▶ Data:
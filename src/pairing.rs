//! Pairing of pipeline outputs with pending responders.
//!
//! Three policies cover the ways a process relates outputs to inputs:
//!
//! - **Positional**: the process is order-preserving and one-to-one. Each
//!   emitted response completes the oldest pending responder; a dropped
//!   element abandons its responder so pairing stays aligned.
//! - **Checked**: positional, plus a predicate over `(request, response)`.
//!   A mismatch fails the responder with `NotCorrelated`.
//! - **Correlated**: the process may reorder or drop elements. Responses are
//!   matched to responders through user-supplied keys; a sweeper reclaims
//!   table entries whose responders already settled.

use std::collections::HashMap;
use std::hash::Hash;
use std::sync::atomic::{AtomicU64, Ordering};
use std::sync::Arc;
use std::time::Duration;

use tokio::sync::{mpsc, watch};
use tokio::time::MissedTickBehavior;
use tracing::{debug, error, warn};

use crate::envelope::Responder;
use crate::error::Error;

/// Key-based matching of responses to pending requests, for processes that do
/// not preserve order.
pub struct Correlation<R, S, K> {
    pub(crate) key_of_request: Arc<dyn Fn(&R) -> K + Send + Sync>,
    pub(crate) key_of_response: Arc<dyn Fn(&S) -> K + Send + Sync>,
    pub(crate) sweep_interval: Duration,
}

impl<R, S, K> Correlation<R, S, K> {
    /// Create a correlation from the two key functions and the interval at
    /// which settled entries are swept from the table.
    pub fn new(
        key_of_request: impl Fn(&R) -> K + Send + Sync + 'static,
        key_of_response: impl Fn(&S) -> K + Send + Sync + 'static,
        sweep_interval: Duration,
    ) -> Self {
        Self {
            key_of_request: Arc::new(key_of_request),
            key_of_response: Arc::new(key_of_response),
            sweep_interval,
        }
    }
}

impl<R, S, K> Clone for Correlation<R, S, K> {
    fn clone(&self) -> Self {
        Self {
            key_of_request: Arc::clone(&self.key_of_request),
            key_of_response: Arc::clone(&self.key_of_response),
            sweep_interval: self.sweep_interval,
        }
    }
}

/// How the delivery side pairs responses with responders.
pub(crate) enum Pairing<R, S, K> {
    Positional,
    /// The closure returns the prebuilt mismatch error, or `None` on a match.
    Checked(Arc<dyn Fn(&R, &S) -> Option<Error> + Send + Sync>),
    Correlated(Correlation<R, S, K>),
}

/// An admitted request as the delivery side sees it: the responder, plus the
/// request copy (checked pairing) or correlation key computed at admission.
pub(crate) struct Admitted<R, S, K> {
    pub request: Option<R>,
    pub key: Option<K>,
    pub responder: Responder<S>,
}

/// What the intake side forwards for each processed element: a response, or a
/// sentinel marking an element that was dropped by resume supervision.
pub(crate) enum Delivery<S> {
    Item(S),
    Dropped,
}

/// Diagnostic counters shared between the pipeline tasks and the handle.
#[derive(Default)]
pub(crate) struct Stats {
    pub dropped_elements: AtomicU64,
    pub unmatched_responses: AtomicU64,
}

/// A point-in-time snapshot of a processor's diagnostic counters.
#[derive(Debug, Clone, Copy, PartialEq, Eq)]
pub struct ProcessorStats {
    /// Elements dropped by resume supervision
    pub dropped_elements: u64,
    /// Responses that matched no pending correlation entry
    pub unmatched_responses: u64,
}

impl Stats {
    pub(crate) fn snapshot(&self) -> ProcessorStats {
        ProcessorStats {
            dropped_elements: self.dropped_elements.load(Ordering::Relaxed),
            unmatched_responses: self.unmatched_responses.load(Ordering::Relaxed),
        }
    }
}

/// Run the delivery side of a pipeline until the intake side hangs up, then
/// fail whatever is still pending with `Shutdown` and signal completion.
pub(crate) async fn run_delivery<R, S, K>(
    admitted_rx: mpsc::Receiver<Admitted<R, S, K>>,
    delivery_rx: mpsc::Receiver<Delivery<S>>,
    pairing: Pairing<R, S, K>,
    name: Arc<str>,
    stats: Arc<Stats>,
    done: watch::Sender<bool>,
) where
    R: Send + 'static,
    S: Send + 'static,
    K: Hash + Eq + Send + 'static,
{
    match pairing {
        Pairing::Positional => {
            run_positional(admitted_rx, delivery_rx, None, name, stats).await;
        }
        Pairing::Checked(check) => {
            run_positional(admitted_rx, delivery_rx, Some(check), name, stats).await;
        }
        Pairing::Correlated(correlation) => {
            run_correlated(admitted_rx, delivery_rx, correlation, name, stats).await;
        }
    }
    let _ = done.send(true);
}

/// Positional delivery: the admission channel is the in-order buffer of
/// pending responders; each delivery pops exactly one.
async fn run_positional<R, S, K>(
    mut admitted_rx: mpsc::Receiver<Admitted<R, S, K>>,
    mut delivery_rx: mpsc::Receiver<Delivery<S>>,
    check: Option<Arc<dyn Fn(&R, &S) -> Option<Error> + Send + Sync>>,
    name: Arc<str>,
    stats: Arc<Stats>,
) where
    S: Send + 'static,
    K: Hash + Eq,
{
    while let Some(delivery) = delivery_rx.recv().await {
        // The intake side registers every element before forwarding anything
        // for it, so a matching admission is always ahead of its delivery.
        let admitted = match admitted_rx.recv().await {
            Some(admitted) => admitted,
            None => break,
        };
        match delivery {
            Delivery::Item(response) => {
                if let (Some(check), Some(request)) = (&check, &admitted.request) {
                    if let Some(mismatch) = check(request, &response) {
                        stats.unmatched_responses.fetch_add(1, Ordering::Relaxed);
                        if !admitted.responder.fail(mismatch) {
                            debug!(name = %name, "mismatched response arrived after the responder settled");
                        }
                        continue;
                    }
                }
                if !admitted.responder.complete(response) {
                    debug!(name = %name, "response arrived after the responder settled");
                }
            }
            Delivery::Dropped => {
                // Element lost to resume supervision; its responder expires
                // on its own deadline.
            }
        }
    }
    fail_pending(admitted_rx, None::<HashMap<K, Responder<S>>>).await;
}

/// Correlated delivery: responders live in a key table; responses complete
/// whichever entry their key selects, and a sweeper reclaims settled entries.
async fn run_correlated<R, S, K>(
    mut admitted_rx: mpsc::Receiver<Admitted<R, S, K>>,
    mut delivery_rx: mpsc::Receiver<Delivery<S>>,
    correlation: Correlation<R, S, K>,
    name: Arc<str>,
    stats: Arc<Stats>,
) where
    R: Send + 'static,
    S: Send + 'static,
    K: Hash + Eq + Send + 'static,
{
    let mut table: HashMap<K, Responder<S>> = HashMap::new();
    let mut sweep = tokio::time::interval(correlation.sweep_interval);
    sweep.set_missed_tick_behavior(MissedTickBehavior::Skip);
    let mut admissions_open = true;

    loop {
        // Admissions drain first: an element is always registered before any
        // of its responses are forwarded, so consuming pending admissions
        // ahead of responses keeps lookups from racing their own inserts.
        tokio::select! {
            biased;
            admitted = admitted_rx.recv(), if admissions_open => match admitted {
                Some(admitted) => insert_admission(&mut table, admitted, &name),
                None => admissions_open = false,
            },
            delivery = delivery_rx.recv() => match delivery {
                Some(Delivery::Item(response)) => {
                    let key = (correlation.key_of_response)(&response);
                    match table.get(&key) {
                        Some(responder) => {
                            if !responder.complete(response) {
                                debug!(name = %name, "response arrived after the responder settled");
                            }
                        }
                        None => {
                            stats.unmatched_responses.fetch_add(1, Ordering::Relaxed);
                            debug!(name = %name, "response matched no pending entry");
                        }
                    }
                }
                Some(Delivery::Dropped) => {}
                None => break,
            },
            _ = sweep.tick() => {
                table.retain(|_, responder| responder.is_pending());
            }
        }
    }

    fail_pending(admitted_rx, Some(table)).await;
}

fn insert_admission<R, S, K>(
    table: &mut HashMap<K, Responder<S>>,
    admitted: Admitted<R, S, K>,
    name: &Arc<str>,
) where
    K: Hash + Eq,
{
    match admitted.key {
        // Last write wins: a duplicate key re-targets the entry at the most
        // recent responder, and the displaced one expires on its deadline.
        Some(key) => {
            table.insert(key, admitted.responder);
        }
        None => warn!(name = %name, "admission without a correlation key"),
    }
}

/// Drain leftover admissions and fail every still-pending responder with
/// `Shutdown`.
async fn fail_pending<R, S, K>(
    mut admitted_rx: mpsc::Receiver<Admitted<R, S, K>>,
    table: Option<HashMap<K, Responder<S>>>,
) where
    S: Send + 'static,
    K: Hash + Eq,
{
    admitted_rx.close();
    let mut leftover: Vec<Responder<S>> = Vec::new();
    while let Some(admitted) = admitted_rx.recv().await {
        leftover.push(admitted.responder);
    }
    if let Some(table) = table {
        leftover.extend(table.into_values());
    }
    for responder in leftover {
        if responder.is_pending() {
            responder.fail(Error::Shutdown);
        }
    }
}

/// Log an element failure at the standard level with the processor name.
pub(crate) fn log_element_failure(name: &Arc<str>, error: Option<&Error>) {
    match error {
        Some(error) => {
            error!(name = %name, error = %error, "element processing failed; resuming")
        }
        None => error!(name = %name, "element processing panicked; resuming"),
    }
}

▶ Task instructions: Would you copy, unchanged, the stretch of the records above that begins at the line containing "use crate::error::Error;" and ends at the line containing "response, or a", and only that?

▶ Task response:
use crate::error::Error;

/// Key-based matching of responses to pending requests, for processes that do
/// not preserve order.
pub struct Correlation<R, S, K> {
    pub(crate) key_of_request: Arc<dyn Fn(&R) -> K + Send + Sync>,
    pub(crate) key_of_response: Arc<dyn Fn(&S) -> K + Send + Sync>,
    pub(crate) sweep_interval: Duration,
}

impl<R, S, K> Correlation<R, S, K> {
    /// Create a correlation from the two key functions and the interval at
    /// which settled entries are swept from the table.
    pub fn new(
        key_of_request: impl Fn(&R) -> K + Send + Sync + 'static,
        key_of_response: impl Fn(&S) -> K + Send + Sync + 'static,
        sweep_interval: Duration,
    ) -> Self {
        Self {
            key_of_request: Arc::new(key_of_request),
            key_of_response: Arc::new(key_of_response),
            sweep_interval,
        }
    }
}

impl<R, S, K> Clone for Correlation<R, S, K> {
    fn clone(&self) -> Self {
        Self {
            key_of_request: Arc::clone(&self.key_of_request),
            key_of_response: Arc::clone(&self.key_of_response),
            sweep_interval: self.sweep_interval,
        }
    }
}

/// How the delivery side pairs responses with responders.
pub(crate) enum Pairing<R, S, K> {
    Positional,
    /// The closure returns the prebuilt mismatch error, or `None` on a match.
    Checked(Arc<dyn Fn(&R, &S) -> Option<Error> + Send + Sync>),
    Correlated(Correlation<R, S, K>),
}

/// An admitted request as the delivery side sees it: the responder, plus the
/// request copy (checked pairing) or correlation key computed at admission.
pub(crate) struct Admitted<R, S, K> {
    pub request: Option<R>,
    pub key: Option<K>,
    pub responder: Responder<S>,
}

/// What the intake side forwards for each processed element: a response, or a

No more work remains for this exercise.